--- To do ---
Set down the records that follow in full and without changes.

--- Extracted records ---
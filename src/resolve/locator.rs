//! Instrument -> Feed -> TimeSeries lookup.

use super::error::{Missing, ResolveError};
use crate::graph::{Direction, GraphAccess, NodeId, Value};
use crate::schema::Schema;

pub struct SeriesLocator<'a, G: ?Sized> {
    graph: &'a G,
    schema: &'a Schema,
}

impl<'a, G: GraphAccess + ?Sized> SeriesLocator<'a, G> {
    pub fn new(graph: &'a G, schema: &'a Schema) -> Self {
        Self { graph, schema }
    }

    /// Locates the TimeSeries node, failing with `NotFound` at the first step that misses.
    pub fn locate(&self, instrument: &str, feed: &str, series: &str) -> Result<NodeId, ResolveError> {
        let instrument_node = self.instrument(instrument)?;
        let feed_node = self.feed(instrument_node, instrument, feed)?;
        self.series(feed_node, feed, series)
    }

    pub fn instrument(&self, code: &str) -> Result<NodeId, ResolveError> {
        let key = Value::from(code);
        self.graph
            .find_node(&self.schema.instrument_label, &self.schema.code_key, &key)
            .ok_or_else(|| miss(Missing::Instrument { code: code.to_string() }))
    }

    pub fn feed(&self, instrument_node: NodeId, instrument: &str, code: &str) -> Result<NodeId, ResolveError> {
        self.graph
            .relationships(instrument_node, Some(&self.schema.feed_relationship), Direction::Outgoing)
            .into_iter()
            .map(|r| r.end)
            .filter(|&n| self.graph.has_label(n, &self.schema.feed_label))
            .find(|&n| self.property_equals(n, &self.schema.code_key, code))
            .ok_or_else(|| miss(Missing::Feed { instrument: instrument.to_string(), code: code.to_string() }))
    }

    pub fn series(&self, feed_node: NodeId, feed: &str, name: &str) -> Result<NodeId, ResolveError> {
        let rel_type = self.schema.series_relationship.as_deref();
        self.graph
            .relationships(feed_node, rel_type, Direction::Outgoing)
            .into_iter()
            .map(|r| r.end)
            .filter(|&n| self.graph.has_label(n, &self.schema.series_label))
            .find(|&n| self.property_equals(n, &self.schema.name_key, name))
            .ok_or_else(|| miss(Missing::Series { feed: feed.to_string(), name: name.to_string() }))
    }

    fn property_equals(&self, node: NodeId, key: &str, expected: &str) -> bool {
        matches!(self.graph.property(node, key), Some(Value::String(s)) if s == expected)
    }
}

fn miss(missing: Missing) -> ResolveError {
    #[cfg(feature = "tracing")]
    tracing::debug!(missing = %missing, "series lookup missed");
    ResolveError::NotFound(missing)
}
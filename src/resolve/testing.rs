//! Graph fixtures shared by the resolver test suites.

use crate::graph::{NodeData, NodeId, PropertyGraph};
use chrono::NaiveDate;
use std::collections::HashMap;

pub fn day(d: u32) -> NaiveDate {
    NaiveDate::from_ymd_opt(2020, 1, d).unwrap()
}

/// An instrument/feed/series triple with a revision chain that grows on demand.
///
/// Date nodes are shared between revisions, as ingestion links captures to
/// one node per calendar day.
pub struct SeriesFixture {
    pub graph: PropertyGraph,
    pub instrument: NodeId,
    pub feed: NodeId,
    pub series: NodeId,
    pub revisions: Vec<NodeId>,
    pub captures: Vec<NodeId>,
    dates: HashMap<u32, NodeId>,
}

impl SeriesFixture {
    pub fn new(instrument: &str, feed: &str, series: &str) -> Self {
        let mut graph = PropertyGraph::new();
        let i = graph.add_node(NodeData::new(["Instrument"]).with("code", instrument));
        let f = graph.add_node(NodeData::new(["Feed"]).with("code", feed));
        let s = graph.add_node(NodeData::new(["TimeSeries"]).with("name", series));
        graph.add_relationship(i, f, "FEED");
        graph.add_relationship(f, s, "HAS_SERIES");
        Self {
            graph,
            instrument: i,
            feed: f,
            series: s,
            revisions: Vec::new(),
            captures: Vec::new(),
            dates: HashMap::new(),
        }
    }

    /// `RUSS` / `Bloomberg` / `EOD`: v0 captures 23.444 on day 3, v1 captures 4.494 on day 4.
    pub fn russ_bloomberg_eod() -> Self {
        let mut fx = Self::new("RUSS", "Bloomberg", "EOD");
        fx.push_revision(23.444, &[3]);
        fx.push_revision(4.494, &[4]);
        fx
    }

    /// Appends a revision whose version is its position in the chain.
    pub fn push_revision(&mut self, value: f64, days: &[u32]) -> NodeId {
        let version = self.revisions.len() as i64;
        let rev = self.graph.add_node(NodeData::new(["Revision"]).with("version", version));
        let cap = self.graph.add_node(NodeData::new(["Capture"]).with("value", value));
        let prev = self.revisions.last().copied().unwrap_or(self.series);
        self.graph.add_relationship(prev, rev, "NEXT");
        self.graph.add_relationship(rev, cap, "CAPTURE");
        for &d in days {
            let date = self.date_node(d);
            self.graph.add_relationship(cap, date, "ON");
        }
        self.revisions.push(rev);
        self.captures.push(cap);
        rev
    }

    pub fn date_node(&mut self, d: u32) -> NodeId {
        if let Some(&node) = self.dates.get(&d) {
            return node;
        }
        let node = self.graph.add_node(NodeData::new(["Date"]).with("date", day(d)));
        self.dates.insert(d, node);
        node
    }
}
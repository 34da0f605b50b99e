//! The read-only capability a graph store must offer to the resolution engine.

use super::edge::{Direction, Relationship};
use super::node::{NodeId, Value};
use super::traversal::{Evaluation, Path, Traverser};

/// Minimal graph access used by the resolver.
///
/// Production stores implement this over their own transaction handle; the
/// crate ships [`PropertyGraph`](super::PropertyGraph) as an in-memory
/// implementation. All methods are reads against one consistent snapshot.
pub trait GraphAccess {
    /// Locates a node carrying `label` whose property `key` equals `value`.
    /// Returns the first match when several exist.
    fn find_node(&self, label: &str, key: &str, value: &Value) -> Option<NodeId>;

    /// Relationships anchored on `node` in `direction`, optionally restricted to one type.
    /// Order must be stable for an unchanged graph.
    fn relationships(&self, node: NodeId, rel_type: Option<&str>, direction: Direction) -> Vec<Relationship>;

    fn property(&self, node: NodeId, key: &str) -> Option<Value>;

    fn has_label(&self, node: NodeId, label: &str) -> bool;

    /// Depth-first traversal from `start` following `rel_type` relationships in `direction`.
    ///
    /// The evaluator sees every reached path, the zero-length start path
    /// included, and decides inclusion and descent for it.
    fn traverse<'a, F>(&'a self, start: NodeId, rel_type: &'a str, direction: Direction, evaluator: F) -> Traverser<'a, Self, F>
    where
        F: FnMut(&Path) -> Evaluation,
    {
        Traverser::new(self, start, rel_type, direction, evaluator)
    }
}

--- Solution below ---
filename src/resolve/locator.rs
//! Instrument -> Feed -> TimeSeries lookup.

use super::error::{Missing, ResolveError};
use crate::graph::{Direction, GraphAccess, NodeId, Value};
use crate::schema::Schema;

pub struct SeriesLocator<'a, G: ?Sized> {
    graph: &'a G,
    schema: &'a Schema,
}

impl<'a, G: GraphAccess + ?Sized> SeriesLocator<'a, G> {
    pub fn new(graph: &'a G, schema: &'a Schema) -> Self {
        Self { graph, schema }
    }

    /// Locates the TimeSeries node, failing with `NotFound` at the first step that misses.
    pub fn locate(&self, instrument: &str, feed: &str, series: &str) -> Result<NodeId, ResolveError> {
        let instrument_node = self.instrument(instrument)?;
        let feed_node = self.feed(instrument_node, instrument, feed)?;
        self.series(feed_node, feed, series)
    }

    pub fn instrument(&self, code: &str) -> Result<NodeId, ResolveError> {
        let key = Value::from(code);
        self.graph
            .find_node(&self.schema.instrument_label, &self.schema.code_key, &key)
            .ok_or_else(|| miss(Missing::Instrument { code: code.to_string() }))
    }

    pub fn feed(&self, instrument_node: NodeId, instrument: &str, code: &str) -> Result<NodeId, ResolveError> {
        self.graph
            .relationships(instrument_node, Some(&self.schema.feed_relationship), Direction::Outgoing)
            .into_iter()
            .map(|r| r.end)
            .filter(|&n| self.graph.has_label(n, &self.schema.feed_label))
            .find(|&n| self.property_equals(n, &self.schema.code_key, code))
            .ok_or_else(|| miss(Missing::Feed { instrument: instrument.to_string(), code: code.to_string() }))
    }

    pub fn series(&self, feed_node: NodeId, feed: &str, name: &str) -> Result<NodeId, ResolveError> {
        let rel_type = self.schema.series_relationship.as_deref();
        self.graph
            .relationships(feed_node, rel_type, Direction::Outgoing)
            .into_iter()
            .map(|r| r.end)
            .filter(|&n| self.graph.has_label(n, &self.schema.series_label))
            .find(|&n| self.property_equals(n, &self.schema.name_key, name))
            .ok_or_else(|| miss(Missing::Series { feed: feed.to_string(), name: name.to_string() }))
    }

    fn property_equals(&self, node: NodeId, key: &str, expected: &str) -> bool {
        matches!(self.graph.property(node, key), Some(Value::String(s)) if s == expected)
    }
}

fn miss(missing: Missing) -> ResolveError {
    #[cfg(feature = "tracing")]
    tracing::debug!(missing = %missing, "series lookup missed");
    ResolveError::NotFound(missing)
}
filename src/resolve/testing.rs
//! Graph fixtures shared by the resolver test suites.

use crate::graph::{NodeData, NodeId, PropertyGraph};
use chrono::NaiveDate;
use std::collections::HashMap;

pub fn day(d: u32) -> NaiveDate {
    NaiveDate::from_ymd_opt(2020, 1, d).unwrap()
}

/// An instrument/feed/series triple with a revision chain that grows on demand.
///
/// Date nodes are shared between revisions, as ingestion links captures to
/// one node per calendar day.
pub struct SeriesFixture {
    pub graph: PropertyGraph,
    pub instrument: NodeId,
    pub feed: NodeId,
    pub series: NodeId,
    pub revisions: Vec<NodeId>,
    pub captures: Vec<NodeId>,
    dates: HashMap<u32, NodeId>,
}

impl SeriesFixture {
    pub fn new(instrument: &str, feed: &str, series: &str) -> Self {
        let mut graph = PropertyGraph::new();
        let i = graph.add_node(NodeData::new(["Instrument"]).with("code", instrument));
        let f = graph.add_node(NodeData::new(["Feed"]).with("code", feed));
        let s = graph.add_node(NodeData::new(["TimeSeries"]).with("name", series));
        graph.add_relationship(i, f, "FEED");
        graph.add_relationship(f, s, "HAS_SERIES");
        Self {
            graph,
            instrument: i,
            feed: f,
            series: s,
            revisions: Vec::new(),
            captures: Vec::new(),
            dates: HashMap::new(),
        }
    }

    /// `RUSS` / `Bloomberg` / `EOD`: v0 captures 23.444 on day 3, v1 captures 4.494 on day 4.
    pub fn russ_bloomberg_eod() -> Self {
        let mut fx = Self::new("RUSS", "Bloomberg", "EOD");
        fx.push_revision(23.444, &[3]);
        fx.push_revision(4.494, &[4]);
        fx
    }

    /// Appends a revision whose version is its position in the chain.
    pub fn push_revision(&mut self, value: f64, days: &[u32]) -> NodeId {
        let version = self.revisions.len() as i64;
        let rev = self.graph.add_node(NodeData::new(["Revision"]).with("version", version));
        let cap = self.graph.add_node(NodeData::new(["Capture"]).with("value", value));
        let prev = self.revisions.last().copied().unwrap_or(self.series);
        self.graph.add_relationship(prev, rev, "NEXT");
        self.graph.add_relationship(rev, cap, "CAPTURE");
        for &d in days {
            let date = self.date_node(d);
            self.graph.add_relationship(cap, date, "ON");
        }
        self.revisions.push(rev);
        self.captures.push(cap);
        rev
    }

    pub fn date_node(&mut self, d: u32) -> NodeId {
        if let Some(&node) = self.dates.get(&d) {
            return node;
        }
        let node = self.graph.add_node(NodeData::new(["Date"]).with("date", day(d)));
        self.dates.insert(d, node);
        node
    }
}
repository 34da0f605b50b99e
//! The read-only capability a graph store must offer to the resolution engine.

use super::edge::{Direction, Relationship};
use super::node::{NodeId, Value};
use super::traversal::{Evaluation, Path, Traverser};

/// Minimal graph access used by the resolver.
///
/// Production stores implement this over their own transaction handle; the
/// crate ships [`PropertyGraph`](super::PropertyGraph) as an in-memory
/// implementation. All methods are reads against one consistent snapshot.
pub trait GraphAccess {
    /// Locates a node carrying `label` whose property `key` equals `value`.
    /// Returns the first match when several exist.
    fn find_node(&self, label: &str, key: &str, value: &Value) -> Option<NodeId>;

    /// Relationships anchored on `node` in `direction`, optionally restricted to one type.
    /// Order must be stable for an unchanged graph.
    fn relationships(&self, node: NodeId, rel_type: Option<&str>, direction: Direction) -> Vec<Relationship>;

    fn property(&self, node: NodeId, key: &str) -> Option<Value>;

    fn has_label(&self, node: NodeId, label: &str) -> bool;

    /// Depth-first traversal from `start` following `rel_type` relationships in `direction`.
    ///
    /// The evaluator sees every reached path, the zero-length start path
    /// included, and decides inclusion and descent for it.
    fn traverse<'a, F>(&'a self, start: NodeId, rel_type: &'a str, direction: Direction, evaluator: F) -> Traverser<'a, Self, F>
    where
        F: FnMut(&Path) -> Evaluation,
    {
        Traverser::new(self, start, rel_type, direction, evaluator)
    }
}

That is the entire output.